Behavioral Biting in Toddlers

Three babies sitting indoors holding hands

My 15 month old daughter is biting everyone, all the time. Her cousin only bit when he was upset.  Anna bites when she is happy, sad or angry. It hurts. I am afraid she is going to get kicked out of day care. What do I do? 

Biting is a very common problem in babies and toddlers. Biting usually occurs with an emotion. Your child may bite when he is happy, feeling energetic, angry or frustrated. Choosing to bite does not make her a defiant child. Her biting shows you she is testing the limits and expressing her emotions.

She does not understand it hurts people when she bites. Often if a toddler is frustrated and can’t express her emotion in words. Biting is a way for her to show the recipient how she feels. Stop and prevent biting with the following tips.

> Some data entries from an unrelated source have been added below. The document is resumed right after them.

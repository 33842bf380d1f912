//! Translation between clip-local and timeline frame indices

use crate::FrameIndex;

/// Maps a frame inside a clip to its position on the timeline.
///
/// Returns `None` if the result does not fit a frame index.
pub fn to_timeline(
    clip_local_frame: FrameIndex,
    clip_timeline_start: FrameIndex,
) -> Option<FrameIndex> {
    clip_timeline_start.checked_add(clip_local_frame)
}

/// Maps a timeline frame to the matching frame inside a clip.
///
/// The result is not bounds-checked against the clip's span. Returns `None`
/// if it does not fit a frame index.
pub fn to_clip_local(
    timeline_frame: FrameIndex,
    clip_timeline_start: FrameIndex,
) -> Option<FrameIndex> {
    timeline_frame.checked_sub(clip_timeline_start)
}

/// Half-open span `[start, end)` a clip occupies on the timeline
#[derive(Debug, Clone, Copy, PartialEq, Eq)]
pub struct Placement {
    pub start: FrameIndex,
    pub end: FrameIndex,
}

impl Placement {
    /// Creates a placement
    pub fn new(start: FrameIndex, end: FrameIndex) -> Self {
        Self { start, end }
    }

    /// Checks if the given timeline frame falls inside this placement
    pub fn contains(&self, timeline_frame: FrameIndex) -> bool {
        timeline_frame >= self.start && timeline_frame < self.end
    }
}
//! The three marker operations: promote, purge and demote.
//!
//! Each operation resolves the current project and timeline itself, so they
//! can run alone or as part of [`MarkerSync::run`]. A host call that fails for
//! one marker or clip is counted and logged, and the scan carries on.

use crate::coords;
use crate::host::{self, Clip, Host, MediaRef, Project, Timeline, TrackType};
use crate::locator;
use crate::marker::{Marker, MarkerColor};
use crate::timecode::{FrameRate, Timecode};
use crate::{Error, Result};
use tracing::{debug, info, warn};

type TimelineOf<H> = <<H as Host>::Project as Project>::Timeline;

/// Marker categories used by each operation
#[derive(Debug, Clone)]
pub struct SyncConfig {
    /// Color given to clip markers copied onto the timeline
    pub promote_color: MarkerColor,
    /// Color deleted everywhere by the purge
    pub purge_color: MarkerColor,
    /// Color given to timeline markers copied onto clips
    pub demote_color: MarkerColor,
}

impl Default for SyncConfig {
    fn default() -> Self {
        Self {
            promote_color: MarkerColor::Red,
            purge_color: MarkerColor::Blue,
            demote_color: MarkerColor::Green,
        }
    }
}

#[derive(Debug, Clone, Copy, Default, PartialEq, Eq)]
pub struct PromoteReport {
    /// Timeline markers created
    pub copied: usize,
    /// Clip markers that could not be placed on the timeline
    pub failed: usize,
}

#[derive(Debug, Clone, Copy, Default, PartialEq, Eq)]
pub struct PurgeReport {
    /// Whether the host reported deleting markers on the timeline itself
    pub timeline_cleared: bool,
    /// Clips on which the host reported a deletion
    pub clips_cleared: usize,
}

#[derive(Debug, Clone, Copy, Default, PartialEq, Eq)]
pub struct DemoteReport {
    /// Clip markers created
    pub added: usize,
    /// Timeline markers that could not be placed on their clip
    pub failed: usize,
    /// Timeline markers with no video clip underneath
    pub missed: usize,
}

/// Runs marker operations against a host
pub struct MarkerSync<H> {
    host: H,
    config: SyncConfig,
}

impl<H: Host> MarkerSync<H> {
    pub fn new(host: H, config: SyncConfig) -> Self {
        Self { host, config }
    }

    pub fn host(&self) -> &H {
        &self.host
    }

    /// Copies every marker on every video clip onto the timeline.
    ///
    /// Audio and subtitle clips are not scanned.
    pub fn promote(&self) -> Result<PromoteReport> {
        let (project, timeline) = self.open_timeline()?;
        let timeline_rate = timeline_frame_rate(&project)?;
        let color = self.config.promote_color;

        info!(%color, "Copying clip markers to timeline markers");

        let mut report = PromoteReport::default();
        for index in 1..=timeline.track_count(TrackType::Video) {
            for clip in timeline.items_in_track(TrackType::Video, index) {
                let markers = clip.markers();
                if markers.is_empty() {
                    continue;
                }

                let clip_name = clip.name();
                let clip_start = clip.start();
                let source_rate = source_frame_rate(&clip, &clip_name, timeline_rate);

                for (&clip_frame, fields) in &markers {
                    let Some(timeline_frame) = coords::to_timeline(clip_frame, clip_start) else {
                        report.failed += 1;
                        warn!(
                            clip = %clip_name,
                            clip_frame,
                            clip_start,
                            "Clip marker lies outside the timeline frame range"
                        );
                        continue;
                    };

                    let timecode = Timecode::from_frames(clip_frame, source_rate);
                    let marker = Marker::from_fields(clip_frame, fields);
                    let promoted = marker.promote(timeline_frame, &clip_name, &timecode, color);

                    if timeline.add_marker(&promoted) {
                        report.copied += 1;
                        info!(
                            marker = %promoted.name,
                            clip = %clip_name,
                            clip_frame,
                            timeline_frame,
                            "Copied clip marker to timeline"
                        );
                    } else {
                        report.failed += 1;
                        warn!(
                            clip = %clip_name,
                            clip_frame,
                            timeline_frame,
                            "Timeline refused marker copied from clip"
                        );
                    }
                }
            }
        }

        info!(
            copied = report.copied,
            failed = report.failed,
            "Finished copying clip markers"
        );
        Ok(report)
    }

    /// Deletes every marker of the purge color from the timeline and from
    /// clips on all track types.
    ///
    /// Finding nothing to delete is not a failure; only a missing project or
    /// timeline makes this return an error.
    pub fn purge(&self) -> Result<PurgeReport> {
        let (_, timeline) = self.open_timeline()?;
        let color = self.config.purge_color;

        info!(%color, "Deleting markers from timeline and all tracks");

        let timeline_cleared = timeline.delete_markers_by_color(color);
        if timeline_cleared {
            info!(%color, "Deleted timeline markers");
        } else {
            info!(%color, "No timeline markers deleted");
        }

        let mut clips_cleared = 0;
        for kind in TrackType::ALL {
            for index in 1..=timeline.track_count(kind) {
                for clip in timeline.items_in_track(kind, index) {
                    if clip.delete_markers_by_color(color) {
                        clips_cleared += 1;
                        info!(
                            %color,
                            track_type = %kind,
                            clip = %clip.name(),
                            "Deleted clip markers"
                        );
                    }
                }
            }
        }

        info!(clips_cleared, "Finished deleting markers");
        Ok(PurgeReport {
            timeline_cleared,
            clips_cleared,
        })
    }

    /// Copies every timeline marker onto the video clip underneath it.
    ///
    /// Markers over a gap are counted as missed. The new clip marker keeps the
    /// timeline marker's name; no timecode is appended.
    pub fn demote(&self) -> Result<DemoteReport> {
        let (project, timeline) = self.open_timeline()?;
        let color = self.config.demote_color;

        info!(%color, "Adding clip markers from timeline markers");

        let markers = timeline.markers();
        if markers.is_empty() {
            info!("No timeline markers found");
            return Ok(DemoteReport::default());
        }

        let timeline_rate = timeline_frame_rate(&project)?;

        if timeline.track_count(TrackType::Video) == 0 {
            info!("No video tracks found; no clip markers can be added");
            return Ok(DemoteReport::default());
        }

        let mut report = DemoteReport::default();
        for (&timeline_frame, fields) in &markers {
            let timeline_timecode = Timecode::from_frames(timeline_frame, timeline_rate);
            debug!(
                timeline_frame,
                timecode = %timeline_timecode,
                "Placing timeline marker"
            );

            let clip = locator::locate_clip(&timeline, TrackType::Video, timeline_frame);
            let Some(clip) = clip else {
                report.missed += 1;
                warn!(
                    timeline_frame,
                    "No clip found at timeline frame; marker not added"
                );
                continue;
            };

            let clip_start = clip.start();
            let Some(clip_frame) = coords::to_clip_local(timeline_frame, clip_start) else {
                report.failed += 1;
                warn!(
                    clip = %clip.name(),
                    timeline_frame,
                    clip_start,
                    "Timeline marker lies outside the clip frame range"
                );
                continue;
            };

            let marker = Marker::from_fields(timeline_frame, fields);
            let demoted = marker.demote(clip_frame, color);

            if clip.add_marker(&demoted) {
                report.added += 1;
                info!(
                    marker = %demoted.name,
                    clip = %clip.name(),
                    timeline_frame,
                    clip_frame,
                    "Added clip marker"
                );
            } else {
                report.failed += 1;
                warn!(
                    clip = %clip.name(),
                    timeline_frame,
                    "Clip refused marker from timeline"
                );
            }
        }

        info!(
            added = report.added,
            failed = report.failed,
            missed = report.missed,
            "Finished adding clip markers"
        );
        Ok(report)
    }

    fn open_timeline(&self) -> Result<(H::Project, TimelineOf<H>)> {
        let project = self.host.current_project().ok_or(Error::NoProject)?;
        let timeline = project.current_timeline().ok_or(Error::NoTimeline)?;
        Ok((project, timeline))
    }
}

/// Reads the project's timeline frame rate
pub fn timeline_frame_rate<P: Project>(project: &P) -> Result<FrameRate> {
    let key = host::TIMELINE_FRAME_RATE_SETTING;
    let value = project
        .setting(key)
        .ok_or_else(|| Error::MissingSetting(key.to_string()))?;
    FrameRate::from_setting(&value)
}

/// Reads a clip's own frame rate, falling back to the timeline's when the
/// clip has no media or the property is missing or unparsable
fn source_frame_rate<C: Clip>(clip: &C, clip_name: &str, fallback: FrameRate) -> FrameRate {
    let Some(media) = clip.media() else {
        warn!(
            clip = %clip_name,
            "Clip has no source media; using timeline frame rate for timecode"
        );
        return fallback;
    };

    match media.clip_property(host::FRAME_RATE_PROPERTY) {
        Some(value) => match value.parse() {
            Ok(rate) => rate,
            Err(_) => {
                warn!(
                    clip = %clip_name,
                    value = %value,
                    "Could not parse source frame rate; using timeline frame rate for timecode"
                );
                fallback
            }
        },
        None => {
            warn!(
                clip = %clip_name,
                "Source clip reports no frame rate; using timeline frame rate for timecode"
            );
            fallback
        }
    }
}
//! In-memory host backed by a serializable project snapshot.
//!
//! Behaves like the editing application for the calls the engine makes:
//! adding a marker on an occupied frame fails, and bulk deletion reports
//! success only when something was removed. Track and item order is the
//! order of the snapshot's vectors.

use crate::host::{self, Clip, Host, MediaRef, Project, Timeline, TrackType};
use crate::marker::{Marker, MarkerColor, MarkerFields};
use crate::{FrameIndex, Result};
use serde::{Deserialize, Serialize};
use std::cell::RefCell;
use std::collections::BTreeMap;
use std::rc::Rc;

type Shared = Rc<RefCell<ProjectSnapshot>>;
type MarkerMap = BTreeMap<FrameIndex, MarkerFields>;

/// A project as stored on disk
#[derive(Debug, Clone, Default, PartialEq, Serialize, Deserialize)]
#[serde(rename_all = "camelCase")]
pub struct ProjectSnapshot {
    #[serde(default)]
    pub name: String,
    #[serde(default)]
    pub settings: BTreeMap<String, String>,
    /// The current timeline, if one is open
    #[serde(default, skip_serializing_if = "Option::is_none")]
    pub timeline: Option<TimelineSnapshot>,
}

impl ProjectSnapshot {
    /// Creates a project whose current timeline runs at `fps`
    pub fn with_timeline(fps: f64, timeline: TimelineSnapshot) -> Self {
        let key = host::TIMELINE_FRAME_RATE_SETTING.to_string();
        let settings = BTreeMap::from([(key, fps.to_string())]);
        Self {
            name: "Untitled Project".to_string(),
            settings,
            timeline: Some(timeline),
        }
    }
}

#[derive(Debug, Clone, Default, PartialEq, Serialize, Deserialize)]
#[serde(rename_all = "camelCase")]
pub struct TimelineSnapshot {
    #[serde(default)]
    pub name: String,
    #[serde(default)]
    pub markers: MarkerMap,
    #[serde(default)]
    pub video: Vec<TrackSnapshot>,
    #[serde(default)]
    pub audio: Vec<TrackSnapshot>,
    #[serde(default)]
    pub subtitle: Vec<TrackSnapshot>,
}

impl TimelineSnapshot {
    /// Returns the tracks of one type, in index order
    pub fn tracks(&self, kind: TrackType) -> &[TrackSnapshot] {
        match kind {
            TrackType::Video => &self.video,
            TrackType::Audio => &self.audio,
            TrackType::Subtitle => &self.subtitle,
        }
    }

    fn tracks_mut(&mut self, kind: TrackType) -> &mut Vec<TrackSnapshot> {
        match kind {
            TrackType::Video => &mut self.video,
            TrackType::Audio => &mut self.audio,
            TrackType::Subtitle => &mut self.subtitle,
        }
    }
}

#[derive(Debug, Clone, Default, PartialEq, Serialize, Deserialize)]
pub struct TrackSnapshot {
    #[serde(default)]
    pub clips: Vec<ClipSnapshot>,
}

impl TrackSnapshot {
    pub fn new(clips: Vec<ClipSnapshot>) -> Self {
        Self { clips }
    }
}

#[derive(Debug, Clone, Default, PartialEq, Serialize, Deserialize)]
#[serde(rename_all = "camelCase")]
pub struct ClipSnapshot {
    pub name: String,
    pub start: FrameIndex,
    /// Exclusive
    pub end: FrameIndex,
    #[serde(default, skip_serializing_if = "Option::is_none")]
    pub media: Option<MediaSnapshot>,
    /// Keyed by clip-local frame
    #[serde(default)]
    pub markers: MarkerMap,
}

impl ClipSnapshot {
    /// Creates a clip with no media reference and no markers
    pub fn new(name: &str, start: FrameIndex, end: FrameIndex) -> Self {
        Self {
            name: name.to_string(),
            start,
            end,
            media: None,
            markers: MarkerMap::new(),
        }
    }

    /// Attaches media whose frame rate property reads `frame_rate`
    pub fn with_media(mut self, frame_rate: &str) -> Self {
        self.media = Some(MediaSnapshot::with_frame_rate(frame_rate));
        self
    }

    /// Adds a marker at a clip-local frame
    pub fn with_marker(mut self, frame: FrameIndex, fields: MarkerFields) -> Self {
        self.markers.insert(frame, fields);
        self
    }
}

#[derive(Debug, Clone, Default, PartialEq, Serialize, Deserialize)]
pub struct MediaSnapshot {
    #[serde(default)]
    pub properties: BTreeMap<String, String>,
}

impl MediaSnapshot {
    pub fn with_frame_rate(frame_rate: &str) -> Self {
        let key = host::FRAME_RATE_PROPERTY.to_string();
        Self {
            properties: BTreeMap::from([(key, frame_rate.to_string())]),
        }
    }
}

/// Host whose single project lives in memory
#[derive(Debug, Clone, Default)]
pub struct MemoryHost {
    project: Option<Shared>,
}

impl MemoryHost {
    /// Creates a host with `project` open
    pub fn new(project: ProjectSnapshot) -> Self {
        Self {
            project: Some(Rc::new(RefCell::new(project))),
        }
    }

    /// Creates a host with no open project
    pub fn without_project() -> Self {
        Self::default()
    }

    /// Loads a host from JSON. `null` means no project is open.
    pub fn from_json(json: &str) -> Result<Self> {
        let project: Option<ProjectSnapshot> = serde_json::from_str(json)?;
        Ok(Self {
            project: project.map(|p| Rc::new(RefCell::new(p))),
        })
    }

    /// Serializes the current state of the project
    pub fn to_json(&self) -> Result<String> {
        Ok(serde_json::to_string_pretty(&self.snapshot())?)
    }

    /// Returns a copy of the current project state
    pub fn snapshot(&self) -> Option<ProjectSnapshot> {
        self.project.as_ref().map(|p| p.borrow().clone())
    }
}

impl Host for MemoryHost {
    type Project = MemoryProject;

    fn current_project(&self) -> Option<MemoryProject> {
        self.project.clone().map(|state| MemoryProject { state })
    }
}

#[derive(Debug, Clone)]
pub struct MemoryProject {
    state: Shared,
}

impl Project for MemoryProject {
    type Timeline = MemoryTimeline;

    fn name(&self) -> String {
        self.state.borrow().name.clone()
    }

    fn setting(&self, key: &str) -> Option<String> {
        self.state.borrow().settings.get(key).cloned()
    }

    fn current_timeline(&self) -> Option<MemoryTimeline> {
        let open = self.state.borrow().timeline.is_some();
        open.then(|| MemoryTimeline {
            state: Rc::clone(&self.state),
        })
    }
}

#[derive(Debug, Clone)]
pub struct MemoryTimeline {
    state: Shared,
}

impl MemoryTimeline {
    fn read<R: Default>(&self, f: impl FnOnce(&TimelineSnapshot) -> R) -> R {
        let state = self.state.borrow();
        state.timeline.as_ref().map(f).unwrap_or_default()
    }

    fn write(&self, f: impl FnOnce(&mut TimelineSnapshot) -> bool) -> bool {
        let mut state = self.state.borrow_mut();
        state.timeline.as_mut().map(f).unwrap_or(false)
    }
}

impl Timeline for MemoryTimeline {
    type Clip = MemoryClip;

    fn name(&self) -> String {
        self.read(|t| t.name.clone())
    }

    fn track_count(&self, kind: TrackType) -> usize {
        self.read(|t| t.tracks(kind).len())
    }

    fn items_in_track(&self, kind: TrackType, index: usize) -> Vec<MemoryClip> {
        let Some(track) = index.checked_sub(1) else {
            return Vec::new();
        };
        let count = self.read(|t| {
            let clips = t.tracks(kind).get(track).map(|tr| tr.clips.len());
            clips.unwrap_or(0)
        });
        (0..count)
            .map(|item| MemoryClip {
                state: Rc::clone(&self.state),
                kind,
                track,
                item,
            })
            .collect()
    }

    fn markers(&self) -> MarkerMap {
        self.read(|t| t.markers.clone())
    }

    fn add_marker(&self, marker: &Marker) -> bool {
        self.write(|t| insert_marker(&mut t.markers, marker))
    }

    fn delete_markers_by_color(&self, color: MarkerColor) -> bool {
        self.write(|t| remove_color(&mut t.markers, color))
    }
}

/// A clip addressed by its position in the snapshot
#[derive(Debug, Clone)]
pub struct MemoryClip {
    state: Shared,
    kind: TrackType,
    track: usize,
    item: usize,
}

impl MemoryClip {
    fn read<R: Default>(&self, f: impl FnOnce(&ClipSnapshot) -> R) -> R {
        let state = self.state.borrow();
        state
            .timeline
            .as_ref()
            .and_then(|t| t.tracks(self.kind).get(self.track))
            .and_then(|tr| tr.clips.get(self.item))
            .map(f)
            .unwrap_or_default()
    }

    fn write(&self, f: impl FnOnce(&mut ClipSnapshot) -> bool) -> bool {
        let mut state = self.state.borrow_mut();
        state
            .timeline
            .as_mut()
            .and_then(|t| t.tracks_mut(self.kind).get_mut(self.track))
            .and_then(|tr| tr.clips.get_mut(self.item))
            .map(f)
            .unwrap_or(false)
    }
}

impl Clip for MemoryClip {
    type Media = MemoryMedia;

    fn name(&self) -> String {
        self.read(|c| c.name.clone())
    }

    fn start(&self) -> FrameIndex {
        self.read(|c| c.start)
    }

    fn end(&self) -> FrameIndex {
        self.read(|c| c.end)
    }

    fn media(&self) -> Option<MemoryMedia> {
        self.read(|c| c.media.clone()).map(|m| MemoryMedia {
            properties: m.properties,
        })
    }

    fn markers(&self) -> MarkerMap {
        self.read(|c| c.markers.clone())
    }

    fn add_marker(&self, marker: &Marker) -> bool {
        self.write(|c| insert_marker(&mut c.markers, marker))
    }

    fn delete_markers_by_color(&self, color: MarkerColor) -> bool {
        self.write(|c| remove_color(&mut c.markers, color))
    }
}

#[derive(Debug, Clone)]
pub struct MemoryMedia {
    properties: BTreeMap<String, String>,
}

impl MediaRef for MemoryMedia {
    fn clip_property(&self, key: &str) -> Option<String> {
        self.properties.get(key).cloned()
    }
}

fn insert_marker(markers: &mut MarkerMap, marker: &Marker) -> bool {
    if marker.position < 0 || marker.duration == 0 || markers.contains_key(&marker.position) {
        return false;
    }
    markers.insert(marker.position, marker.to_fields());
    true
}

fn remove_color(markers: &mut MarkerMap, color: MarkerColor) -> bool {
    let before = markers.len();
    markers.retain(|_, fields| fields.color_or_default() != color);
    markers.len() < before
}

Stay relaxed when bit. Easier said than done, I know! But, if you make a big production when your baby or toddler bites, the behavior is usually made worse. Be mentally ready to intervene if your child bites. Especially if she bites you – this can really hurt and cause an anger response in the recipient.

Distract and redirect when possible. If you have a toddler, ignore the behavior and quickly redirect her into another behavior. Redirecting is changing the subject. Act as if the behavior did not occur, and distract your child into another behavior. For babies less than one year old, calmly hand the baby something to chew on, such as a pacifier or toy that is age appropriate for mouths. Your toddler may quickly want to move into another activity when presented with the opportunity. If your toddler notices she is eliciting a response, even a negative one, she will often continue the behavior.

Have your child take a break. If your child is over age one, you have tried a full month of redirection, and the behavior is not decreasing or is on the rise:  your next step is to have the child “take a break.” “Taking a break” is a natural consequence for negative behaviors. Tell your biting toddler that if the biting continues, he will have to take a break. Once you have given the initial warning, when the biting occurs, follow through. Pick him up and place him in an area away from everyone for a two minutes. Tell him you expect him not to bite.

Give yourself a pause, too. If you are frustrated, walk away to take a deep breath. Remind yourself this is a normal toddler behavior.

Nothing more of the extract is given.